The thesis divides the health considerations for building services into three categories:
- Fighting infection risks. To accomplish this, the temperature of potable water should be kept under 25 °C to avoid Legionella, and the humidity in the room air should preferably be 50% or more to avoid influenza.
- Addressing bronchial diseases like asthma, Chronic Obstructive Pulmonary Disease (COPD), and lung cancer. To do this effectively, the amount of dust mites, tobacco smoke, and small particles in the house should be kept low. This can be done by increasing the ventilation in the house from the normal 0.5 air changes per hour to 1 to 2.1 air changes per hour.
- Support the well-being of senior occupants ('smart ageing'), for instance by installing a videophone and communication tools for telecare and telecure.

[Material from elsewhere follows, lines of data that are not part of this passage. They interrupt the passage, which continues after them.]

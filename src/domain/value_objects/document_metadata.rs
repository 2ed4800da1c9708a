use serde::{Deserialize, Serialize};

/// Descriptive metadata read once per document from the source file,
/// currently populated from the PDF Info dictionary.
#[derive(Debug, Clone, Default, PartialEq, Serialize, Deserialize)]
pub struct DocumentMetadata {
    #[serde(skip_serializing_if = "Option::is_none")]
    pub title: Option<String>,
    #[serde(skip_serializing_if = "Option::is_none")]
    pub author: Option<String>,
    #[serde(skip_serializing_if = "Option::is_none")]
    pub subject: Option<String>,
    #[serde(skip_serializing_if = "Option::is_none")]
    pub created: Option<String>,
    #[serde(skip_serializing_if = "Option::is_none")]
    pub page_count: Option<i32>,
}

impl DocumentMetadata {
    pub fn is_empty(&self) -> bool {
        self.title.is_none()
            && self.author.is_none()
            && self.subject.is_none()
            && self.created.is_none()
            && self.page_count.is_none()
    }
}
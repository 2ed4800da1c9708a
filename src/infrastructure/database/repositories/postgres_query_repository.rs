use async_trait::async_trait;
use diesel::prelude::*;

use crate::domain::entities::QueryRecord;
use crate::domain::repositories::query_repository::{QueryRepository, QueryRepositoryError};
use crate::infrastructure::database::models::NewQueryModel;
use crate::infrastructure::database::schema::queries;
use crate::infrastructure::database::{get_connection_from_pool, DbPool};

pub struct PostgresQueryRepository {
    pool: DbPool,
}

impl PostgresQueryRepository {
    pub fn new(pool: DbPool) -> Self {
        Self { pool }
    }
}

#[async_trait]
impl QueryRepository for PostgresQueryRepository {
    async fn record(&self, query: &QueryRecord) -> Result<(), QueryRepositoryError> {
        let mut conn = get_connection_from_pool(&self.pool)
            .map_err(|e| QueryRepositoryError::Database(e.to_string()))?;

        diesel::insert_into(queries::table)
            .values(NewQueryModel::from(query))
            .execute(&mut conn)
            .map_err(|e| QueryRepositoryError::Database(e.to_string()))?;

        Ok(())
    }
}
pub mod ask_routes;
pub mod document_routes;
pub mod health_routes;

pub use ask_routes::*;
pub use document_routes::*;
pub use health_routes::*;
pub mod connection;
pub mod models;
pub mod repositories;
pub mod schema;

pub use connection::{create_connection_pool, get_connection_from_pool, run_migrations, DbPool};
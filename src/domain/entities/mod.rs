pub mod answer;
pub mod chunk;
pub mod document;
pub mod query_record;

pub use answer::{Answer, AnswerMode, Citation};
pub use chunk::Chunk;
pub use document::Document;
pub use query_record::QueryRecord;
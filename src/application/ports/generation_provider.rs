use async_trait::async_trait;
use serde::{Deserialize, Serialize};
use thiserror::Error;

#[derive(Debug, Error)]
pub enum GenerationError {
    #[error("network error: {0}")]
    Network(String),
    #[error("provider error: {0}")]
    Provider(String),
    #[error("retries exhausted: {0}")]
    RetriesExhausted(String),
    #[error("empty completion")]
    EmptyCompletion,
}

#[derive(Debug, Clone, PartialEq, Serialize, Deserialize)]
pub struct ChatMessage {
    pub role: String,
    pub content: String,
}

impl ChatMessage {
    pub fn system(content: impl Into<String>) -> Self {
        Self {
            role: "system".to_string(),
            content: content.into(),
        }
    }

    pub fn user(content: impl Into<String>) -> Self {
        Self {
            role: "user".to_string(),
            content: content.into(),
        }
    }
}

/// Chat-completion access used by the answer generator.
#[async_trait]
pub trait GenerationProvider: Send + Sync {
    async fn complete(
        &self,
        messages: &[ChatMessage],
        temperature: f32,
        max_tokens: u32,
    ) -> Result<String, GenerationError>;

    fn model_name(&self) -> &str;
}
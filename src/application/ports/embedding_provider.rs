use async_trait::async_trait;
use pgvector::Vector;
use thiserror::Error;

#[derive(Debug, Error)]
pub enum EmbeddingError {
    #[error("network error: {0}")]
    Network(String),
    #[error("provider error: {0}")]
    Provider(String),
    #[error("retries exhausted: {0}")]
    RetriesExhausted(String),
    #[error("embedding count mismatch: sent {sent} texts, received {received} vectors")]
    CountMismatch { sent: usize, received: usize },
    #[error("embedding dimension mismatch: expected {expected}, got {actual}")]
    DimensionMismatch { expected: usize, actual: usize },
}

/// Batched embedding access. One call per invocation; the returned
/// vectors are in input order and share the fixed configured
/// dimensionality. Callers decide what a failure means for their batch;
/// substituting placeholder vectors is not an option this port offers.
#[async_trait]
pub trait EmbeddingProvider: Send + Sync {
    async fn embed(&self, texts: &[String]) -> Result<Vec<Vector>, EmbeddingError>;

    fn dimension(&self) -> usize;
}
use chrono::{DateTime, Utc};
use diesel::prelude::*;
use serde::Serialize;
use uuid::Uuid;

use crate::domain::entities::Document;
use crate::domain::value_objects::{DocumentMetadata, DocumentStatus};
use crate::infrastructure::database::schema::documents;

#[derive(Debug, Clone, Queryable, Selectable, Serialize, Identifiable)]
#[diesel(table_name = documents)]
#[diesel(check_for_backend(diesel::pg::Pg))]
pub struct DocumentModel {
    pub id: Uuid,
    pub title: String,
    pub storage_path: String,
    pub workspace_id: Uuid,
    pub owner_id: Uuid,
    pub status: String,
    pub error: Option<String>,
    pub metadata: Option<serde_json::Value>,
    pub checksum: Option<String>,
    pub created_at: DateTime<Utc>,
    pub updated_at: DateTime<Utc>,
}

#[derive(Debug, Insertable, AsChangeset)]
#[diesel(table_name = documents)]
#[diesel(check_for_backend(diesel::pg::Pg))]
pub struct NewDocumentModel {
    pub id: Uuid,
    pub title: String,
    pub storage_path: String,
    pub workspace_id: Uuid,
    pub owner_id: Uuid,
    pub status: String,
    pub error: Option<String>,
    pub metadata: Option<serde_json::Value>,
    pub checksum: Option<String>,
    pub created_at: DateTime<Utc>,
    pub updated_at: DateTime<Utc>,
}

impl From<&Document> for NewDocumentModel {
    fn from(document: &Document) -> Self {
        Self {
            id: document.id(),
            title: document.title().to_string(),
            storage_path: document.storage_path().to_string(),
            workspace_id: document.workspace_id(),
            owner_id: document.owner_id(),
            status: document.status().as_str().to_string(),
            error: document.error().map(|s| s.to_string()),
            metadata: document
                .metadata()
                .and_then(|m| serde_json::to_value(m).ok()),
            checksum: document.checksum().map(|s| s.to_string()),
            created_at: document.created_at(),
            updated_at: document.updated_at(),
        }
    }
}

impl TryFrom<DocumentModel> for Document {
    type Error = String;

    fn try_from(model: DocumentModel) -> Result<Self, Self::Error> {
        let status = DocumentStatus::parse(&model.status)?;
        let metadata = match model.metadata {
            Some(value) => Some(
                serde_json::from_value::<DocumentMetadata>(value)
                    .map_err(|e| format!("invalid document metadata: {}", e))?,
            ),
            None => None,
        };

        Ok(Document::restore(
            model.id,
            model.title,
            model.storage_path,
            model.workspace_id,
            model.owner_id,
            status,
            model.error,
            metadata,
            model.checksum,
            model.created_at,
            model.updated_at,
        ))
    }
}
use std::sync::Arc;

use crate::application::services::IngestionService;
use crate::infrastructure::messaging::IngestQueueReceiver;

/// Bounded worker pool draining the ingestion queue. Each worker
/// processes one document at a time, so per-document chunk ordering
/// stays sequential while distinct documents proceed in parallel.
pub struct BackgroundProcessor {
    receiver: Arc<IngestQueueReceiver>,
    ingestion: Arc<IngestionService>,
    worker_count: usize,
}

impl BackgroundProcessor {
    pub fn new(receiver: Arc<IngestQueueReceiver>, ingestion: Arc<IngestionService>) -> Self {
        Self {
            receiver,
            ingestion,
            worker_count: 3,
        }
    }

    pub fn with_worker_count(mut self, count: usize) -> Self {
        self.worker_count = count.max(1);
        self
    }

    pub async fn start(&self) {
        tracing::info!(workers = self.worker_count, "starting ingestion workers");

        let mut handles = Vec::new();
        for worker_id in 0..self.worker_count {
            let receiver = self.receiver.clone();
            let ingestion = self.ingestion.clone();
            handles.push(tokio::spawn(async move {
                worker_loop(worker_id, receiver, ingestion).await;
            }));
        }

        for (worker_id, handle) in handles.into_iter().enumerate() {
            if let Err(error) = handle.await {
                tracing::error!(worker = worker_id, error = %error, "ingestion worker panicked");
            }
        }

        tracing::info!("ingestion workers stopped");
    }
}

async fn worker_loop(
    worker_id: usize,
    receiver: Arc<IngestQueueReceiver>,
    ingestion: Arc<IngestionService>,
) {
    tracing::debug!(worker = worker_id, "worker started");

    while let Some(request) = receiver.recv().await {
        tracing::info!(
            worker = worker_id,
            document = %request.document_id,
            force = request.force,
            "picked up ingestion request"
        );

        match ingestion.ingest(request).await {
            Ok(report) => {
                tracing::info!(
                    worker = worker_id,
                    document = %request.document_id,
                    report = ?report,
                    "ingestion finished"
                );
            }
            Err(error) => {
                tracing::error!(
                    worker = worker_id,
                    document = %request.document_id,
                    error = %error,
                    "ingestion errored"
                );
            }
        }
    }

    tracing::debug!(worker = worker_id, "worker stopped, queue closed");
}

Some of these measures to provide health services are clearly in conflict with energy efficiency. A higher ventilation rate for instance — required for keeping humidity high and the small particle level low — will result in a higher heat loss for the house. A trade off will have to be made between health and comfort on one side, and environment and cost on the other.
Sometimes solutions exist that combine the best of both. For instance, to limit the environmental impact of a higher ventilation rate, a ventilation system with heat recuperation can be installed. This kind of ventilation system is standard in passive buildings, but could also be of much use in conventional, well insulated houses to increase the ventilation rate while limiting additional energy loss.